John, the pilot, comes over the intercom asking if we’d like to head over Kirkcaldy. The SNP press team and TMDWIB silently smile aboard the Sturgocopter emblazoned with her photo as we clatter north towards Dundee. It’s daft, infantile of course, but the spectre of TMDWIB looking down on Gordon Brown is both alluring and plain silly.
We discuss last night and Ed Miliband saying he’d rather see a Tory government than talk to the party Scots may well elect in landslide numbers. Basically TMDWIB clearly cannot believe it.
Not will not – cannot: “They were already rolling back from that last night,” she says. Later, as we do an interview in Dundee looking out over the beautiful sweep of the Tay, I ask again about all this “rolling back” but she’s no actual evidence for saying this, when pressed.
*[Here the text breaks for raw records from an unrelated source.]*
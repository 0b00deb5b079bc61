//! End-to-end tests of the tick pipeline
//!
//! Exercises the full chained schedule through the public `Simulation`
//! facade: taxation and redistribution arithmetic, standing normalization,
//! competence bounds and diffusion, reward weight invariants, and the
//! lifecycle state machine.

use asera_core::{Params, RunMode, SimError, Simulation, TaxPolicy};

fn params_with_agents(num_agents: usize) -> Params {
    Params {
        num_agents,
        ..Params::default()
    }
}

#[test]
fn test_empty_population_is_fatal() {
    let err = Simulation::new(params_with_agents(0), 1).unwrap_err();
    assert!(matches!(err, SimError::EmptyPopulation));
}

#[test]
fn test_reward_weights_sum_to_one_every_tick() {
    let mut sim = Simulation::new(params_with_agents(10), 11).unwrap();
    sim.start();
    for _ in 0..10 {
        sim.update();
        for view in sim.agents() {
            let (alpha, beta, gamma) = view.reward_weights;
            assert!(
                (alpha + beta + gamma - 1.0).abs() < 1e-9,
                "weights must renormalize after every reward step"
            );
        }
    }
}

#[test]
fn test_competence_stays_in_bounds() {
    let mut sim = Simulation::new(params_with_agents(20), 5).unwrap();
    let c_max = sim.params().c_max;
    sim.start();
    for _ in 0..30 {
        sim.update();
    }
    for view in sim.agents() {
        let history = sim.agent_history(view.id).unwrap();
        assert_eq!(history.len(), 30);
        for record in &history {
            assert!(record.competence >= 0.0 && record.competence <= c_max);
        }
    }
}

#[test]
fn test_flat_tax_end_to_end() {
    let mut params = Params::default();
    params.income_delta = 0.0;
    params.flat_tax_rate = 0.2;
    let mut sim = Simulation::with_endowments(params, 1, &[20.0, 50.0, 80.0]).unwrap();
    sim.apply_policy("flat").unwrap();
    sim.step();

    let wealths: Vec<f64> = sim.agents().iter().map(|v| v.wealth).collect();
    for (actual, expected) in wealths.iter().zip([16.0, 40.0, 64.0]) {
        assert!((actual - expected).abs() < 1e-6);
    }
}

#[test]
fn test_ubi_end_to_end_and_conservation() {
    let mut params = Params::default();
    params.income_delta = 0.0;
    params.flat_tax_rate = 0.2;
    let mut sim = Simulation::with_endowments(params, 1, &[20.0, 50.0, 80.0]).unwrap();
    sim.apply_policy("ubi").unwrap();
    sim.step();

    // Total levy 0.2 * 150 = 30, redistributed evenly as 10 per agent.
    let mut collected = 0.0;
    for view in sim.agents() {
        let history = sim.agent_history(view.id).unwrap();
        collected += history[0].tax_paid;
    }
    assert!((collected - 30.0).abs() < 1e-6);

    let wealths: Vec<f64> = sim.agents().iter().map(|v| v.wealth).collect();
    for (actual, expected) in wealths.iter().zip([26.0, 50.0, 74.0]) {
        assert!((actual - expected).abs() < 1e-6);
    }
}

#[test]
fn test_zero_drift_ticks_leave_wealth_unchanged() {
    let mut params = params_with_agents(8);
    params.income_delta = 0.0;
    params.flat_tax_rate = 0.0;
    let mut sim = Simulation::new(params, 21).unwrap();
    sim.apply_policy("flat").unwrap();
    let initial_mean = sim.mean_wealth();

    sim.start();
    for _ in 0..5 {
        sim.update();
    }
    for point in &sim.time_series().points {
        assert!((point.mean_wealth - initial_mean).abs() < 1e-9);
    }
}

#[test]
fn test_single_agent_standing_is_neutral() {
    let mut sim = Simulation::with_endowments(Params::default(), 1, &[50.0]).unwrap();
    sim.start();
    for _ in 0..3 {
        sim.update();
    }
    let history = sim.agent_history(0).unwrap();
    assert_eq!(history.len(), 3);
    for record in &history {
        assert_eq!(record.share_factor, 1.0);
        assert_eq!(record.influence, 0.0);
        // A lone agent holds the entire zone capacity.
        assert!((record.status - sim.params().zone_capacity).abs() < 1e-9);
    }
}

#[test]
fn test_isolated_agents_use_only_the_self_term() {
    let mut params = params_with_agents(3);
    params.edge_probability = 0.0;
    let k7 = params.k7;
    let c_max = params.c_max;
    let mut sim = Simulation::new(params, 31).unwrap();
    sim.start();
    for _ in 0..10 {
        sim.update();
    }

    // With no neighbors the social pull is zero, so each trajectory must
    // follow the self-driven recurrence exactly.
    for view in sim.agents() {
        let history = sim.agent_history(view.id).unwrap();
        let mut previous = 0.0;
        for record in &history {
            let drive = record.ambition + record.inspiration;
            let expected = (previous + k7 * drive * (c_max - previous)).clamp(0.0, c_max);
            assert!(
                (record.competence - expected).abs() < 1e-9,
                "isolated agent must see no neighbor pull"
            );
            previous = record.competence;
        }
    }
}

#[test]
fn test_unknown_policy_is_rejected_without_state_change() {
    let mut sim = Simulation::new(params_with_agents(5), 3).unwrap();
    sim.apply_policy("progressive").unwrap();

    let err = sim.apply_policy("georgist").unwrap_err();
    assert!(matches!(err, SimError::UnknownPolicy(_)));
    assert_eq!(sim.active_policy(), TaxPolicy::Progressive);

    // The simulation keeps stepping under the previous policy.
    sim.step();
    assert_eq!(sim.tick(), 1);
}

#[test]
fn test_adjust_parameter() {
    let mut sim = Simulation::new(params_with_agents(5), 3).unwrap();
    sim.adjust_parameter("income_delta", 0.0).unwrap();
    assert_eq!(sim.params().income_delta, 0.0);

    let err = sim.adjust_parameter("gravity", 9.81).unwrap_err();
    assert!(matches!(err, SimError::UnknownParameter(_)));
}

#[test]
fn test_lifecycle_state_machine() {
    let mut sim = Simulation::new(params_with_agents(5), 17).unwrap();
    assert_eq!(sim.mode(), RunMode::Stopped);

    // update is a no-op unless running; step always advances.
    sim.update();
    assert_eq!(sim.tick(), 0);
    sim.step();
    assert_eq!(sim.tick(), 1);

    sim.start();
    assert_eq!(sim.mode(), RunMode::Running);
    sim.update();
    assert_eq!(sim.tick(), 2);

    sim.pause();
    assert_eq!(sim.mode(), RunMode::Paused);
    sim.update();
    assert_eq!(sim.tick(), 2);

    sim.stop();
    assert_eq!(sim.mode(), RunMode::Stopped);
    assert_eq!(sim.tick(), 0);
    assert!(sim.time_series().is_empty());
    assert!(sim.agent_history(0).unwrap().is_empty());
}

#[test]
fn test_stop_reinitializes_to_the_seeded_population() {
    let mut sim = Simulation::new(params_with_agents(6), 77).unwrap();
    sim.start();
    for _ in 0..4 {
        sim.update();
    }
    sim.stop();

    let mut fresh = Simulation::new(params_with_agents(6), 77).unwrap();
    assert_eq!(sim.snapshot(), fresh.snapshot());
}

#[test]
fn test_progressive_policy_narrows_inequality() {
    let mut params = Params::default();
    params.income_delta = 0.0;
    let mut sim = Simulation::with_endowments(params, 1, &[10.0, 50.0, 90.0]).unwrap();
    sim.apply_policy("progressive").unwrap();

    let before = sim.gini_coefficient();
    sim.start();
    for _ in 0..10 {
        sim.update();
    }
    assert!(sim.gini_coefficient() < before);
}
It feels more like a wish than anything concrete. But even as we speak Labour big guns like Andy Burnham and Hilary Benn are cutting Miliband’s ground from under him, saying of course Labour will parley with the SNP: that’s politics.
Looking down on Gordon Brown? Above Kirkaldy and Raith Rovers pic.twitter.com/x8xRb89NpG
— alex thomson (@alextomo) May 1, 2015
But it shows up the tough ground the SNP must negotiate if The Poll delivers what the opinion polls promise. It’s not every day you do a “piece-to-camera” about a political party with the party boss sitting a foot away watching helplessly – but that’s helicopters for you.
Crossing the smooth waters of the Firth of Forth on May Day, I wanted to remind people how smooth this campaign has been for the SNP – the tough part starts Friday (if the polls are right). Tough stuff down south of course but also in a Yellow Scotland tough for TMDWIB and her party.
With one candidate openly saying the party line must be followed above and beyond what constituents might want, should we be worried about the SNP’s perceived tendency to something alarmingly beyond party discipline ?
They passed a motion at their Glasgow conference remember, banning MPs from making public criticisms of the party.
Isn’t all this autocratic tendency a bit – well – like the New Labour Party – the party that appears to have done so much to alienate voters across Scotland?
TMDWIB bats it all airily away but, I notice, skirts around getting involved in specifics. But these questions will grow if there really is a Scotland virtually without any meaningful political opposition at UK level.
So yes, there is the obvious jockeying and drama of Westminster and the overworked whips going forward – but tough travels for the party in Scotland too.